Quelle attitude adopter avec mon fils schizophrène ?
La schizophrénie est une maladie chronique dont la prise en charge nécessite des efforts d’adaptation de la part du patient et de son entourage. Certains symptômes – appelés déficitaires ou négatifs – perturbent la mémoire, la concentration, l’intérêt, l’initiative, et conduisent le patient à réduire ses activités et contacts sociaux. Maintenir une bonne hygiène de vie demeure essentiel (sommeil, alimentation, hygiène corporelle), tout comme structurer et rythmer les journées. La psychiatrie extrahospitalière dispose ainsi de plusieurs structures de soins psychosociaux et occupationnels, comme les hôpitaux de jour, qui facilitent la réinsertion. Les troubles de la communication sont par ailleurs fréquents et nécessitent de renforcer l’empathie et l’affirmation, en préférant notamment les encouragements aux remontrances et en privilégiant les messages simples, directs et précis. L’entourage doit faire preuve de patience, rester à l’écoute et guider le patient vers une autonomie maximale en évitant les attitudes inquisitrices et les sollicitations excessives.
Quels sont les avantages et les inconvénients des médicaments ?

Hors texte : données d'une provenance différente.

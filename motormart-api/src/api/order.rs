//! Order API Handlers
//!
//! Submission and read endpoints. Bodies carry the outcome message next to
//! the order, and the HTTP status is the outcome's status.

use axum::{
    Json,
    body::Bytes,
    extract::{Path, State},
    http::{HeaderMap, StatusCode},
    response::{IntoResponse, Response},
};
use motormart_core::domain::order::Order;
use motormart_core::dto::order::{OrderList, OrderRequest, OrderResponse};
use motormart_core::outcome::{Outcome, Rejection};
use uuid::Uuid;

use crate::api::AppState;
use crate::api::error::{ApiError, ApiResult};

pub const USER_ID_HEADER: &str = "x-user-id";

/// POST /order/{product_id}
/// Submit an order for a product in the caller's cart
pub async fn submit_order(
    State(state): State<AppState>,
    Path(product_id): Path<String>,
    headers: HeaderMap,
    body: Bytes,
) -> ApiResult<Response> {
    let request = parse_request(&body)?;
    let user_id = user_id(&headers);
    let product_id = Uuid::parse_str(product_id.trim()).ok();

    tracing::info!(
        "Submitting order: user={:?}, product={:?}",
        user_id,
        product_id
    );

    let outcome = state.orders.submit(user_id, product_id, request).await;
    if let Err(rejection) = &outcome {
        tracing::debug!("Order submission rejected: {}", rejection);
    }

    Ok(order_response(outcome))
}

/// GET /order/{id}
/// Get an order by ID; an id that is not a UUID is an unknown order
pub async fn get_order(State(state): State<AppState>, Path(id): Path<String>) -> Response {
    tracing::debug!("Getting order: {}", id);

    let outcome = match Uuid::parse_str(id.trim()) {
        Ok(id) => state.orders.get(id).await,
        Err(_) => Err(Rejection::OrderNotFound),
    };
    order_response(outcome)
}

/// GET /order
/// List orders of the calling user
pub async fn list_orders(State(state): State<AppState>, headers: HeaderMap) -> Response {
    let user_id = user_id(&headers);
    tracing::debug!("Listing orders for user: {:?}", user_id);

    match state.orders.list(user_id).await {
        Ok(accepted) => (
            status_code(accepted.status),
            Json(OrderList {
                message: accepted.message,
                data: accepted.data,
            }),
        )
            .into_response(),
        Err(rejection) => (
            status_code(rejection.status()),
            Json(OrderList {
                message: rejection.to_string(),
                data: Vec::new(),
            }),
        )
            .into_response(),
    }
}

fn user_id(headers: &HeaderMap) -> Option<Uuid> {
    headers
        .get(USER_ID_HEADER)
        .and_then(|value| value.to_str().ok())
        .and_then(|value| Uuid::parse_str(value.trim()).ok())
}

/// An empty body is an empty request
fn parse_request(body: &[u8]) -> ApiResult<OrderRequest> {
    if body.iter().all(u8::is_ascii_whitespace) {
        return Ok(OrderRequest::default());
    }

    serde_json::from_slice(body)
        .map_err(|e| ApiError::BadRequest(format!("Invalid order body: {}", e)))
}

fn order_response(outcome: Outcome<Order>) -> Response {
    let (status, body) = match outcome {
        Ok(accepted) => (
            accepted.status,
            OrderResponse {
                message: accepted.message,
                order: Some(accepted.data),
            },
        ),
        Err(rejection) => (rejection.status(), rejected(&rejection)),
    };

    (status_code(status), Json(body)).into_response()
}

fn rejected(rejection: &Rejection) -> OrderResponse {
    OrderResponse {
        message: rejection.to_string(),
        order: None,
    }
}

fn status_code(status: u16) -> StatusCode {
    StatusCode::from_u16(status).unwrap_or(StatusCode::INTERNAL_SERVER_ERROR)
}

#[cfg(test)]
mod tests {
    use super::*;
    use std::sync::Arc;

    use axum::http::HeaderValue;
    use motormart_store::{MemoryJobQueue, MemoryStore, Queue};

    use crate::service::{JobService, OrderService};

    fn state() -> AppState {
        let store = Arc::new(MemoryStore::new());
        let jobs = Arc::new(MemoryJobQueue::new());
        AppState {
            orders: Arc::new(OrderService::new(
                store.clone(),
                store.clone(),
                store,
                Queue::new("orderQueue", jobs.clone()),
            )),
            jobs: Arc::new(JobService::new(jobs)),
        }
    }

    async fn body(response: Response) -> OrderResponse {
        let bytes = axum::body::to_bytes(response.into_body(), usize::MAX)
            .await
            .unwrap();
        serde_json::from_slice(&bytes).unwrap()
    }

    #[tokio::test]
    async fn test_get_order_with_malformed_id_is_not_found() {
        let response = get_order(State(state()), Path("not-a-uuid".to_string())).await;

        assert_eq!(response.status(), StatusCode::NOT_FOUND);
        let body = body(response).await;
        assert_eq!(body.message, "Order not found!");
        assert!(body.order.is_none());
    }

    #[tokio::test]
    async fn test_get_order_with_unknown_id_is_not_found() {
        let response = get_order(State(state()), Path(Uuid::new_v4().to_string())).await;

        assert_eq!(response.status(), StatusCode::NOT_FOUND);
        assert_eq!(body(response).await.message, "Order not found!");
    }

    #[test]
    fn test_user_id_header() {
        let id = Uuid::new_v4();
        let mut headers = HeaderMap::new();
        assert_eq!(user_id(&headers), None);

        headers.insert(USER_ID_HEADER, HeaderValue::from_static("not-a-uuid"));
        assert_eq!(user_id(&headers), None);

        headers.insert(
            USER_ID_HEADER,
            HeaderValue::from_str(&id.to_string()).unwrap(),
        );
        assert_eq!(user_id(&headers), Some(id));
    }

    #[test]
    fn test_empty_body_is_default_request() {
        assert_eq!(parse_request(b"").unwrap(), OrderRequest::default());
        assert_eq!(parse_request(b"  \n").unwrap(), OrderRequest::default());
        assert!(matches!(
            parse_request(b"{not json"),
            Err(ApiError::BadRequest(_))
        ));
    }

    #[test]
    fn test_rejection_maps_to_http_status() {
        let response = order_response(Err(Rejection::AlreadyOrdered));
        assert_eq!(response.status(), StatusCode::CONFLICT);

        let response = order_response(Err(Rejection::InvalidTimeRange));
        assert_eq!(response.status(), StatusCode::BAD_REQUEST);
    }
}
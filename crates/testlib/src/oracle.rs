use {
    shortfall::{eth, Price, Valuating, ValuationError},
    std::{collections::HashMap, sync::Mutex},
};

/// A price oracle backed by a fixed table.
#[derive(Debug, Default)]
pub struct Oracle(Mutex<HashMap<eth::TokenAddress, Price>>);

impl Oracle {
    pub fn with_price(self, asset: eth::TokenAddress, price: Price) -> Self {
        self.0.lock().unwrap().insert(asset, price);
        self
    }

    pub fn set_price(&self, asset: eth::TokenAddress, price: Price) {
        self.0.lock().unwrap().insert(asset, price);
    }
}

#[async_trait::async_trait]
impl Valuating for Oracle {
    async fn price(&self, asset: eth::TokenAddress) -> Result<Price, ValuationError> {
        self.0
            .lock()
            .unwrap()
            .get(&asset)
            .copied()
            .ok_or(ValuationError::UnpricedAsset(asset))
    }
}
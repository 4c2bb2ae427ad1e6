//! Engine configuration loaded from a TOML file.

use {
    crate::domain::{eth, shortfall},
    anyhow::{Context, Result},
    serde::Deserialize,
    std::path::Path,
};

#[derive(Debug, Deserialize)]
#[serde(rename_all = "kebab-case", deny_unknown_fields)]
struct File {
    /// Common-unit value below which no auction may start, as a decimal
    /// string of the 18-digit representation.
    minimum_pool_bad_debt: String,
    /// Blocks a leading bid must go unimproved before an auction becomes
    /// closable.
    #[serde(default = "default_next_bidder_block_limit")]
    next_bidder_block_limit: u64,
    /// Auction incentive in basis points: the premium on the debt value
    /// when the reserve is ample, the discount on the reserve value when it
    /// is scarce.
    #[serde(default = "default_incentive_bps")]
    incentive_bps: u16,
}

fn default_next_bidder_block_limit() -> u64 {
    10
}

fn default_incentive_bps() -> u16 {
    1_000
}

/// Reads the engine configuration from `path`. The pool registry identity
/// is not part of the file; it is set at runtime through the owner-gated
/// setter.
pub fn load(path: &Path) -> Result<shortfall::Config> {
    let data = std::fs::read_to_string(path)
        .with_context(|| format!("failed to read configuration from {path:?}"))?;
    parse(&data)
}

fn parse(data: &str) -> Result<shortfall::Config> {
    let file: File = toml::from_str(data).context("invalid configuration")?;
    anyhow::ensure!(
        file.incentive_bps <= eth::Bps::MAX.0,
        "incentive-bps must not exceed {}",
        eth::Bps::MAX.0,
    );
    let minimum = eth::U256::from_dec_str(&file.minimum_pool_bad_debt)
        .context("minimum-pool-bad-debt is not a decimal number")?;
    Ok(shortfall::Config {
        pool_registry: None,
        minimum_pool_bad_debt: eth::Value(minimum),
        next_bidder_block_limit: file.next_bidder_block_limit,
        incentive: eth::Bps(file.incentive_bps),
    })
}

#[cfg(test)]
mod tests {
    use super::*;

    #[test]
    fn parses_a_full_file() {
        let config = parse(
            r#"
                minimum-pool-bad-debt = "10000000000000000000000"
                next-bidder-block-limit = 100
                incentive-bps = 500
            "#,
        )
        .unwrap();
        assert_eq!(
            config.minimum_pool_bad_debt,
            eth::Value(eth::U256::from(10_000u64) * eth::U256::exp10(18)),
        );
        assert_eq!(config.next_bidder_block_limit, 100);
        assert_eq!(config.incentive, eth::Bps(500));
        assert_eq!(config.pool_registry, None);
    }

    #[test]
    fn applies_defaults() {
        let config = parse(r#"minimum-pool-bad-debt = "1000""#).unwrap();
        assert_eq!(config.next_bidder_block_limit, 10);
        assert_eq!(config.incentive, eth::Bps(1_000));
    }

    #[test]
    fn rejects_unknown_fields() {
        assert!(parse(
            r#"
                minimum-pool-bad-debt = "1000"
                bidder-block-limit = 100
            "#,
        )
        .is_err());
    }

    #[test]
    fn rejects_oversized_incentives() {
        assert!(parse(
            r#"
                minimum-pool-bad-debt = "1000"
                incentive-bps = 10001
            "#,
        )
        .is_err());
    }
}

La prise en charge repose en premier lieu sur le traitement médicamenteux neuroleptique, dont les dernières générations (antipsychotiques atypiques) représentent d’indéniables progrès en matière de tolérance et d’efficacité. Ils permettent notamment de réduire de façon significative les symptômes positifs tels que le délire, les hallucinations ou encore les troubles du comportement, mais ne guérissent pas la maladie. Il faut donc les prendre pendant plusieurs années. Tout traitement médicamenteux doit être associé à un suivi soutenu en consultation, par le psychiatre et le médecin traitant. Comme tous médicaments, ceux-ci ne sont pas anodins et sont responsables d’effets secondaires parfois pénibles : prise de poids, syndrome métabolique, somnolence, raideur voire contracture musculaire, sécheresse buccale, constipation, hypotension, baisse de la libido, hyperprolactinémie, augmentation de la photosensibilité qui nécessite des précautions en cas d’exposition solaire… Ces effets nécessitent souvent l’adjonction de molécules dites correctrices et des prises en charge ou mesures complémentaires diététiques et sportives. Certaines interactions médicamenteuses sont par ailleurs prévenues par la collaboration étroite entre le psychiatre et le médecin traitant. Des précautions particulières seront notamment prises en cas de maladie cardio-vasculaire, neurologique (Parkinson, épilepsie), endocrinienne (diabète) et la conduite souvent déconseillée.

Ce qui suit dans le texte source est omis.